‘Tariff man’ won’t strike when it comes to U.S. uranium imports
U.S. President Donald Trump has found a trade fight he doesn’t like.
After disrupting global markets by imposing tariffs on steel, hundreds of billions of dollars worth of Chinese goods and even washing machines and solar panels, Trump has decided against putting a cap on uranium imports, at least for now.
The move deals a blow to domestic uranium miners, while freeing the nation’s already-struggling nuclear power industry from the prospect of higher fuel costs.
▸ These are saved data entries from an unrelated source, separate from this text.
//! Captured keyspace model
//!
//! A [`Snapshot`] maps `(db, key)` to a [`KeyState`]: the value type, the
//! value in canonical form, and a coarse TTL bucket. Canonical values are
//! order-independent where the server's ordering is unspecified (sets, hash
//! fields, sorted-set members) so two captures of equal keyspaces compare
//! equal regardless of enumeration order.

use base64::Engine;
use chrono::{DateTime, Utc};
use serde::ser::SerializeSeq;
use serde::{Serialize, Serializer};
use std::collections::{BTreeMap, BTreeSet};
use std::fmt;
use xxhash_rust::xxh3::xxh3_64;

use kvparity_core::ValueType;

/// Bytes that serialize as text when UTF-8, otherwise as `base64:`-prefixed
#[derive(Debug, Clone, PartialEq, Eq, PartialOrd, Ord, Hash)]
pub struct Blob(pub Vec<u8>);

impl Blob {
    /// Display form used in reports
    pub fn display(&self) -> String {
        match std::str::from_utf8(&self.0) {
            Ok(s) => s.to_string(),
            Err(_) => format!(
                "base64:{}",
                base64::engine::general_purpose::STANDARD.encode(&self.0)
            ),
        }
    }
}

impl From<&str> for Blob {
    fn from(s: &str) -> Self {
        Blob(s.as_bytes().to_vec())
    }
}

impl From<Vec<u8>> for Blob {
    fn from(v: Vec<u8>) -> Self {
        Blob(v)
    }
}

impl fmt::Display for Blob {
    fn fmt(&self, f: &mut fmt::Formatter<'_>) -> fmt::Result {
        f.write_str(&self.display())
    }
}

impl Serialize for Blob {
    fn serialize<S: Serializer>(&self, serializer: S) -> Result<S::Ok, S::Error> {
        serializer.serialize_str(&self.display())
    }
}

/// Normalized value representation
#[derive(Debug, Clone, PartialEq, Serialize)]
#[serde(tag = "type", content = "value", rename_all = "lowercase")]
pub enum CanonicalValue {
    /// String bytes
    String(Blob),
    /// List elements in order
    List(Vec<Blob>),
    /// Sorted member set
    Set(BTreeSet<Blob>),
    /// Sorted field map
    Hash(BTreeMap<Blob, Blob>),
    /// Member to score, scores normalized through `f64`
    ZSet(BTreeMap<Blob, f64>),
    /// JSON document re-serialized with sorted object keys
    Json(String),
}

impl CanonicalValue {
    /// Value type this value belongs to
    pub fn value_type(&self) -> ValueType {
        match self {
            CanonicalValue::String(_) => ValueType::String,
            CanonicalValue::List(_) => ValueType::List,
            CanonicalValue::Set(_) => ValueType::Set,
            CanonicalValue::Hash(_) => ValueType::Hash,
            CanonicalValue::ZSet(_) => ValueType::ZSet,
            CanonicalValue::Json(_) => ValueType::Json,
        }
    }

    /// Element count (1 for strings and JSON documents)
    pub fn len(&self) -> usize {
        match self {
            CanonicalValue::String(_) | CanonicalValue::Json(_) => 1,
            CanonicalValue::List(l) => l.len(),
            CanonicalValue::Set(s) => s.len(),
            CanonicalValue::Hash(h) => h.len(),
            CanonicalValue::ZSet(z) => z.len(),
        }
    }

    /// Whether a collection value has no elements
    pub fn is_empty(&self) -> bool {
        self.len() == 0
    }

    /// 64-bit content digest; equal values have equal digests
    pub fn digest(&self) -> u64 {
        let mut buf = Vec::new();
        buf.push(self.value_type() as u8);
        let mut put = |bytes: &[u8]| {
            buf.extend_from_slice(&(bytes.len() as u64).to_le_bytes());
            buf.extend_from_slice(bytes);
        };
        match self {
            CanonicalValue::String(b) => put(&b.0),
            CanonicalValue::Json(s) => put(s.as_bytes()),
            CanonicalValue::List(items) => items.iter().for_each(|b| put(&b.0)),
            CanonicalValue::Set(items) => items.iter().for_each(|b| put(&b.0)),
            CanonicalValue::Hash(map) => map.iter().for_each(|(k, v)| {
                put(&k.0);
                put(&v.0);
            }),
            CanonicalValue::ZSet(map) => map.iter().for_each(|(k, v)| {
                put(&k.0);
                put(&v.to_bits().to_le_bytes());
            }),
        }
        xxh3_64(&buf)
    }
}

/// Coarse remaining time to live
#[derive(Debug, Clone, Copy, PartialEq, Eq, PartialOrd, Ord, Serialize)]
#[serde(rename_all = "snake_case")]
pub enum TtlBucket {
    /// Persistent key
    NoTtl,
    /// Expires within the short threshold; may vanish at any moment
    Short,
    /// Expires later
    Long,
}

impl TtlBucket {
    /// Bucket for a `PTTL` reply in milliseconds (`-1` for no TTL)
    pub fn from_pttl(pttl_ms: i64, short_threshold_ms: u64) -> TtlBucket {
        if pttl_ms < 0 {
            TtlBucket::NoTtl
        } else if (pttl_ms as u64) < short_threshold_ms {
            TtlBucket::Short
        } else {
            TtlBucket::Long
        }
    }

    /// Whether the key carries any TTL
    pub fn has_ttl(&self) -> bool {
        !matches!(self, TtlBucket::NoTtl)
    }
}

/// Captured state of one key
#[derive(Debug, Clone, PartialEq, Serialize)]
pub struct KeyState {
    /// Value type reported by `TYPE`
    pub value_type: ValueType,
    /// Canonical value
    pub value: CanonicalValue,
    /// TTL bucket
    pub ttl: TtlBucket,
}

impl KeyState {
    /// Persistent key state
    pub fn new(value: CanonicalValue) -> Self {
        Self {
            value_type: value.value_type(),
            value,
            ttl: TtlBucket::NoTtl,
        }
    }

    /// Same state with a TTL bucket
    pub fn with_ttl(mut self, ttl: TtlBucket) -> Self {
        self.ttl = ttl;
        self
    }

    /// Short form for diffs, e.g. `hash[3] #1a2b3c4d5e6f7a8b ttl=no_ttl`
    pub fn summary(&self) -> String {
        format!(
            "{}[{}] #{:016x} ttl={:?}",
            self.value_type.name().to_ascii_lowercase(),
            self.value.len(),
            self.value.digest(),
            self.ttl
        )
    }
}

/// Snapshot key: logical database and key bytes
#[derive(Debug, Clone, PartialEq, Eq, PartialOrd, Ord, Hash, Serialize)]
pub struct KeyRef {
    /// Logical database
    pub db: u16,
    /// Key bytes
    pub key: Blob,
}

impl KeyRef {
    /// Key reference from a database index and key bytes
    pub fn new(db: u16, key: impl Into<Blob>) -> Self {
        Self { db, key: key.into() }
    }
}

impl fmt::Display for KeyRef {
    fn fmt(&self, f: &mut fmt::Formatter<'_>) -> fmt::Result {
        write!(f, "db{}:{}", self.db, self.key)
    }
}

/// How a capture bounded its reads
#[derive(Debug, Clone, PartialEq, Serialize)]
pub struct SnapshotMeta {
    /// Target address
    pub target: String,
    /// Capture completion time
    pub captured_at: DateTime<Utc>,
    /// Full pagination passes performed
    pub passes: u32,
    /// Whether the generation token was unchanged across the final pass
    pub stable: bool,
}

/// Point-in-time keyspace of one target
#[derive(Debug, Clone, Serialize)]
pub struct Snapshot {
    /// Capture metadata
    pub meta: SnapshotMeta,
    /// Keys in `(db, key)` order
    #[serde(serialize_with = "entries_as_list")]
    pub entries: BTreeMap<KeyRef, KeyState>,
}

impl Snapshot {
    /// Snapshot over `entries` with fresh metadata
    pub fn new(target: impl Into<String>, entries: BTreeMap<KeyRef, KeyState>) -> Self {
        Self {
            meta: SnapshotMeta {
                target: target.into(),
                captured_at: Utc::now(),
                passes: 1,
                stable: true,
            },
            entries,
        }
    }

    /// Number of captured keys
    pub fn len(&self) -> usize {
        self.entries.len()
    }

    /// Whether no keys were captured
    pub fn is_empty(&self) -> bool {
        self.entries.is_empty()
    }

    /// State of one key
    pub fn get(&self, db: u16, key: &str) -> Option<&KeyState> {
        self.entries.get(&KeyRef::new(db, key))
    }

    /// Digest over every key and value; equal keyspaces have equal digests
    pub fn digest(&self) -> u64 {
        let mut buf = Vec::with_capacity(self.entries.len() * 24);
        for (key, state) in &self.entries {
            buf.extend_from_slice(&key.db.to_le_bytes());
            buf.extend_from_slice(&(key.key.0.len() as u64).to_le_bytes());
            buf.extend_from_slice(&key.key.0);
            buf.extend_from_slice(&state.value.digest().to_le_bytes());
            buf.push(u8::from(state.ttl.has_ttl()));
        }
        xxh3_64(&buf)
    }

    /// Pretty JSON export
    pub fn to_json(&self) -> serde_json::Result<String> {
        serde_json::to_string_pretty(self)
    }
}

#[derive(Serialize)]
struct EntryView<'a> {
    db: u16,
    key: &'a Blob,
    #[serde(flatten)]
    state: &'a KeyState,
}

fn entries_as_list<S: Serializer>(
    entries: &BTreeMap<KeyRef, KeyState>,
    serializer: S,
) -> Result<S::Ok, S::Error> {
    let mut seq = serializer.serialize_seq(Some(entries.len()))?;
    for (key, state) in entries {
        seq.serialize_element(&EntryView {
            db: key.db,
            key: &key.key,
            state,
        })?;
    }
    seq.end()
}

#[cfg(test)]
mod tests {
    use super::*;

    fn blobs(items: &[&str]) -> Vec<Blob> {
        items.iter().map(|s| Blob::from(*s)).collect()
    }

    #[test]
    fn test_blob_display() {
        assert_eq!(Blob::from("abc").display(), "abc");
        assert_eq!(Blob(vec![0xff, 0x00]).display(), "base64:/wA=");
    }

    #[test]
    fn test_ttl_bucket() {
        assert_eq!(TtlBucket::from_pttl(-1, 1000), TtlBucket::NoTtl);
        assert_eq!(TtlBucket::from_pttl(999, 1000), TtlBucket::Short);
        assert_eq!(TtlBucket::from_pttl(1000, 1000), TtlBucket::Long);
        assert!(TtlBucket::Short.has_ttl());
    }

    #[test]
    fn test_digest_distinguishes_types() {
        let list = CanonicalValue::List(blobs(&["a"]));
        let set = CanonicalValue::Set(blobs(&["a"]).into_iter().collect());
        assert_ne!(list.digest(), set.digest());
    }

    #[test]
    fn test_digest_distinguishes_element_boundaries() {
        let a = CanonicalValue::List(blobs(&["ab", "c"]));
        let b = CanonicalValue::List(blobs(&["a", "bc"]));
        assert_ne!(a.digest(), b.digest());
    }

    #[test]
    fn test_json_export_is_a_list() {
        let mut entries = BTreeMap::new();
        entries.insert(
            KeyRef::new(0, "k"),
            KeyState::new(CanonicalValue::String(Blob::from("v"))),
        );
        let snapshot = Snapshot::new("127.0.0.1:1", entries);
        let value: serde_json::Value = serde_json::from_str(&snapshot.to_json().unwrap()).unwrap();
        let first = &value["entries"][0];
        assert_eq!(first["db"], 0);
        assert_eq!(first["key"], "k");
        assert_eq!(first["value_type"], "STRING");
        assert_eq!(first["value"]["type"], "string");
        assert_eq!(first["ttl"], "no_ttl");
    }

    #[test]
    fn test_key_ref_orders_by_db_then_key() {
        let mut keys = vec![KeyRef::new(1, "a"), KeyRef::new(0, "b"), KeyRef::new(0, "a")];
        keys.sort();
        assert_eq!(keys[0].to_string(), "db0:a");
        assert_eq!(keys[2].to_string(), "db1:a");
    }
}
The administration is working to identify other available options, according to people familiar with the situation, who asked not to be identified because the information isn’t public. The U.S. Commerce Department began an investigation in July 2018 after two domestic companies — Energy Fuels Inc. and Ur-energy Inc. — called on the government to impose a limit on the amount of uranium that U.S. nuclear plants are sourcing abroad.
Trump made international trade one of his key campaign issues and famously referred to himself as “tariff man” when discussing one of his favourite strategies.
While Trump has aided the domestic steel and aluminum industries with tariffs, those companies have lots of workers in states like Ohio, Michigan and Pennsylvania, which were critical in his 2016 electoral victory and will continue to be during his 2020 re-election bid. By comparison, the struggling uranium industry employs far fewer voters.
But when it came to uranium, the case bumped up against another of his pet issues: nuclear power. Trump has urged the Energy Department to develop policies to support the industry, which is struggling to remain competitive against an onslaught of cheap natural gas.
The agency’s review — which Trump was due to act on early as Saturday — was controversial from the start, with the nuclear industry warning that a limit could raise the costs of running reactors that supply a fifth of the nation’s electricity.
More than 90 per cent of the industry’s uranium fuel supplies are sourced abroad, U.S. government data show.
Canada is the largest exporter of uranium to the U.S., accounting for 35 per cent of all imports, the Energy Information Administration said, citing 2017 data. Australia, Russia and Kazakhstan are also big suppliers.
Uranium prices have slumped since the 2011 Fukushima disaster led big buyers including Japan and Germany to shut reactors. Compounding the problem was a global supply glut that prompted Kazakhstan, the world’s biggest producer, to cut back in 2017. Canada’s Cameco Corp., the top North American supplier, followed suit.